G7 Reference values:

Mach Cd

0.00 0.1198

0.05 0.1197

0.10 0.1196

0.15 0.1194

0.20 0.1193

0.25 0.1194

0.30 0.1194

0.35 0.1194

0.40 0.1193

0.45 0.1193

0.50 0.1194

0.55 0.1193

0.60 0.1194

0.65 0.1197

0.70 0.1202

0.725 0.1207

0.75 0.1215

0.775 0.1226

0.80 0.1242

0.825 0.1266

0.85 0.1306

0.875 0.1368

0.90 0.1464

0.925 0.1660

0.95 0.2054

0.975 0.2993

1.0 0.3803

1.025 0.4015

1.05 0.4043

1.075 0.4034

1.10 0.4014

1.125 0.3987

1.15 0.3955

1.20 0.3884

1.25 0.3810

1.30 0.3732

1.35 0.3657

1.40 0.3580

1.50 0.3440

1.55 0.3376

1.60 0.3315

1.65 0.3260

1.70 0.3209

1.75 0.3160

1.80 0.3117

1.85 0.3078

1.90 0.3042

1.95 0.3010

2.00 0.2980

2.05 0.2951

2.10 0.2922

2.15 0.2892

2.20 0.2864

2.25 0.2835

2.30 0.2807

2.35 0.2779

2.40 0.2752

2.45 0.2725

2.50 0.2697

2.55 0.2670

2.60 0.2643

2.65 0.2615

2.70 0.2588

2.75 0.2561

2.80 0.2533

2.85 0.2506

2.90 0.2479

2.95 0.2451

3.00 0.2424

3.10 0.2368

3.20 0.2313

3.30 0.2258

3.40 0.2205

3.50 0.2154

3.60 0.2106

3.70 0.2060

3.80 0.2017

3.90 0.1975

4.00 0.1935

4.20 0.1861

4.40 0.1793

4.60 0.1730

4.80 0.1672

5.00 0.1618

27-Jun

Ignoring some minor details, as you requested, your description is OK in my view.

A Cd of 1 is associated with a flat plate that is infinite in dimension. The Cd of a cylinder (wad cutter) is usually higher, the British proof slug around 1.3, for example.

I think your comparison G1 versus G7 is too optimistic. Lets take a bullet with Cd 0.38 at Mach 2. If you modify G1 (i = 0.63) and G7 (i = 1.27) in a manner so that they agree at about Mach 2, the G1 starts to look much better from about Mach 1.6 downwards. At Mach 1.5, computations with G1 will use Cd 0.42 versus 0.49 for G7. At Mach 1, G1 will use Cd 0.3 versus Cd 0.5 for G7. (rounded figures from a graph)
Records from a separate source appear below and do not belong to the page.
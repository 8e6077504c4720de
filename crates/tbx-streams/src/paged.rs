//! Seekable source over a random-access backing, cached in fixed-size pages.
//!
//! At most `max_pages` pages are resident. When the cache is full the page
//! loaded earliest is evicted, regardless of how recently it was read.

use std::collections::{HashMap, VecDeque};
use std::path::Path;

use serde::{Deserialize, Serialize};
use tracing::{debug, trace};

use crate::error::{StreamError, StreamResult};
use crate::file::{FileHandle, FileMode};
use crate::stream::{RandomAccess, Seekable, Source, Transfer};

/// Default page size: 64 KiB.
pub const DEFAULT_PAGE_SIZE: usize = 64 * 1024;

/// Default resident page cap.
pub const DEFAULT_MAX_PAGES: usize = 64;

/// Paged cache configuration.
#[derive(Debug, Clone, Serialize, Deserialize)]
pub struct PagedCacheConfig {
    /// Page size in bytes (default 64 KiB).
    pub page_size: usize,
    /// Maximum resident pages (default 64).
    pub max_pages: usize,
}

impl Default for PagedCacheConfig {
    fn default() -> Self {
        Self {
            page_size: DEFAULT_PAGE_SIZE,
            max_pages: DEFAULT_MAX_PAGES,
        }
    }
}

impl PagedCacheConfig {
    fn validate(&self) -> StreamResult<()> {
        if self.page_size == 0 || self.max_pages == 0 {
            return Err(StreamError::InvalidConfig {
                reason: format!(
                    "page size and page count must be non-zero (page_size {}, max_pages {})",
                    self.page_size, self.max_pages
                ),
            });
        }
        Ok(())
    }
}

/// Cache counters.
#[derive(Debug, Clone, Copy, Default, PartialEq, Eq, Serialize, Deserialize)]
pub struct PagedCacheStats {
    /// Page lookups served from memory.
    pub hits: u64,
    /// Page lookups that had to load.
    pub misses: u64,
    /// Pages read from the backing.
    pub loads: u64,
    /// Pages dropped to make room.
    pub evictions: u64,
}

/// Source reading through a bounded page cache.
pub struct PagedSource<F = FileHandle> {
    backing: F,
    config: PagedCacheConfig,
    pages: HashMap<u64, Vec<u8>>,
    load_order: VecDeque<u64>,
    position: u64,
    length: u64,
    valid_pages: u64,
    stats: PagedCacheStats,
}

impl<F: RandomAccess> PagedSource<F> {
    /// Wraps an opened backing.
    pub fn new(backing: F, config: PagedCacheConfig) -> StreamResult<Self> {
        config.validate()?;
        let length = backing.length()?;
        let mut source = Self {
            backing,
            config,
            pages: HashMap::new(),
            load_order: VecDeque::new(),
            position: 0,
            length: 0,
            valid_pages: 0,
            stats: PagedCacheStats::default(),
        };
        source.set_length(length);
        Ok(source)
    }

    fn set_length(&mut self, length: u64) {
        let page_size = self.config.page_size as u64;
        self.length = length;
        self.valid_pages = length.div_ceil(page_size);
        self.position = 0;
        self.pages.clear();
        self.load_order.clear();
    }

    /// The configuration.
    pub fn config(&self) -> &PagedCacheConfig {
        &self.config
    }

    /// Cache counters.
    pub fn stats(&self) -> &PagedCacheStats {
        &self.stats
    }

    /// Number of pages covering the backing.
    pub fn page_count(&self) -> u64 {
        self.valid_pages
    }

    /// Pages currently in memory.
    pub fn resident_pages(&self) -> usize {
        self.pages.len()
    }

    /// True if page `index` is in memory.
    pub fn is_resident(&self, index: u64) -> bool {
        self.pages.contains_key(&index)
    }

    /// Resident page indices, oldest load first.
    pub fn load_order(&self) -> impl Iterator<Item = u64> + '_ {
        self.load_order.iter().copied()
    }

    /// Memory held by resident pages, counted in whole pages.
    pub fn size_in_memory(&self) -> usize {
        self.config.page_size * self.pages.len()
    }

    /// Page `index`, loading it if needed. `None` past the last page.
    pub fn page(&mut self, index: u64) -> StreamResult<Option<&[u8]>> {
        if index >= self.valid_pages {
            return Ok(None);
        }
        if self.pages.contains_key(&index) {
            self.stats.hits += 1;
            trace!(page = index, "page cache hit");
            return Ok(self.pages.get(&index).map(Vec::as_slice));
        }

        self.stats.misses += 1;
        if self.pages.len() >= self.config.max_pages {
            if let Some(oldest) = self.load_order.pop_front() {
                self.pages.remove(&oldest);
                self.stats.evictions += 1;
                debug!(evicted = oldest, loading = index, "page cache eviction");
            }
        }

        let page = self.load(index)?;
        self.pages.insert(index, page);
        self.load_order.push_back(index);
        Ok(self.pages.get(&index).map(Vec::as_slice))
    }

    fn load(&mut self, index: u64) -> StreamResult<Vec<u8>> {
        let page_size = self.config.page_size as u64;
        let offset = index * page_size;
        let want = (self.length - offset).min(page_size) as usize;
        let mut page = vec![0u8; want];
        self.backing.read_exact_at(offset, &mut page)?;
        self.stats.loads += 1;
        trace!(page = index, offset, bytes = want, "page loaded");
        Ok(page)
    }

    /// Splits off the backing.
    pub fn into_inner(self) -> F {
        self.backing
    }
}

impl PagedSource<FileHandle> {
    /// Opens `path` and wraps it.
    pub fn open(path: impl AsRef<Path>, config: PagedCacheConfig) -> StreamResult<Self> {
        Self::new(FileHandle::open(path, FileMode::Read)?, config)
    }

    /// Binds `path` without opening it; call [`PagedSource::open_file`] before reading.
    pub fn deferred(path: impl AsRef<Path>, config: PagedCacheConfig) -> StreamResult<Self> {
        config.validate()?;
        Ok(Self {
            backing: FileHandle::unopened(path),
            config,
            pages: HashMap::new(),
            load_order: VecDeque::new(),
            position: 0,
            length: 0,
            valid_pages: 0,
            stats: PagedCacheStats::default(),
        })
    }

    /// Opens a deferred source, resetting position and cache.
    pub fn open_file(&mut self) -> StreamResult<()> {
        self.backing.reopen(FileMode::Read)?;
        let length = self.backing.length()?;
        self.set_length(length);
        debug!(path = %self.backing.path().display(), length, pages = self.valid_pages, "paged source opened");
        Ok(())
    }

    /// The file path.
    pub fn path(&self) -> &Path {
        self.backing.path()
    }
}

impl<F: RandomAccess> Source for PagedSource<F> {
    fn read(&mut self, dest: &mut [u8]) -> StreamResult<Transfer> {
        let page_size = self.config.page_size as u64;
        let index = self.position / page_size;
        let in_page = (self.position % page_size) as usize;
        let Some(page) = self.page(index)? else {
            return Ok(Transfer::EndOfStream);
        };
        if in_page >= page.len() {
            // Past the end of a short last page.
            return Ok(Transfer::EndOfStream);
        }
        let n = dest.len().min(page.len() - in_page);
        dest[..n].copy_from_slice(&page[in_page..in_page + n]);
        self.position += n as u64;
        Ok(Transfer::Bytes(n))
    }
}

impl<F: RandomAccess> Seekable for PagedSource<F> {
    fn seek(&mut self, offset: u64) -> StreamResult<()> {
        let _ = self.page(offset / self.config.page_size as u64)?;
        self.position = offset;
        Ok(())
    }

    fn tell(&self) -> u64 {
        self.position
    }

    fn size(&self) -> u64 {
        self.length
    }
}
G1 simply does not fit modern slender bullets. It is still used by industry, in my opinion, because on paper it results in much better bullet velocities. Even Lapua, which has published radar data for the S538 bullet does it. For 955 m/s muzzle velocity, the G1 based catalog figure for V300 (meters) is 605 m/s. In reality (Lapua radar data) v300 is 581 m/s.

- Edited 27 June 2020 15:09 by JPeelen

27-Jun

Ta, I had the first and third of those but not the second - that JBM BC converter looks very cool!

27-Jun

Yeah, 2x rule not something to build a ballistic table for target shooting but just to get a first impression. E.g. assuming .303 has a G1 BC of 0.467, it is better than .30-06 M2 but worse than M1.

30-Jun

Just edited the original post to say it is the form factor, not the ballistic coefficient, that scales the drag model to match the empirical data. E.g. if the G7 Cd is the same as the empirical Cd, then the G7 form factor is 1 (for a particular Mach number, or on average over a range of Mach numbers).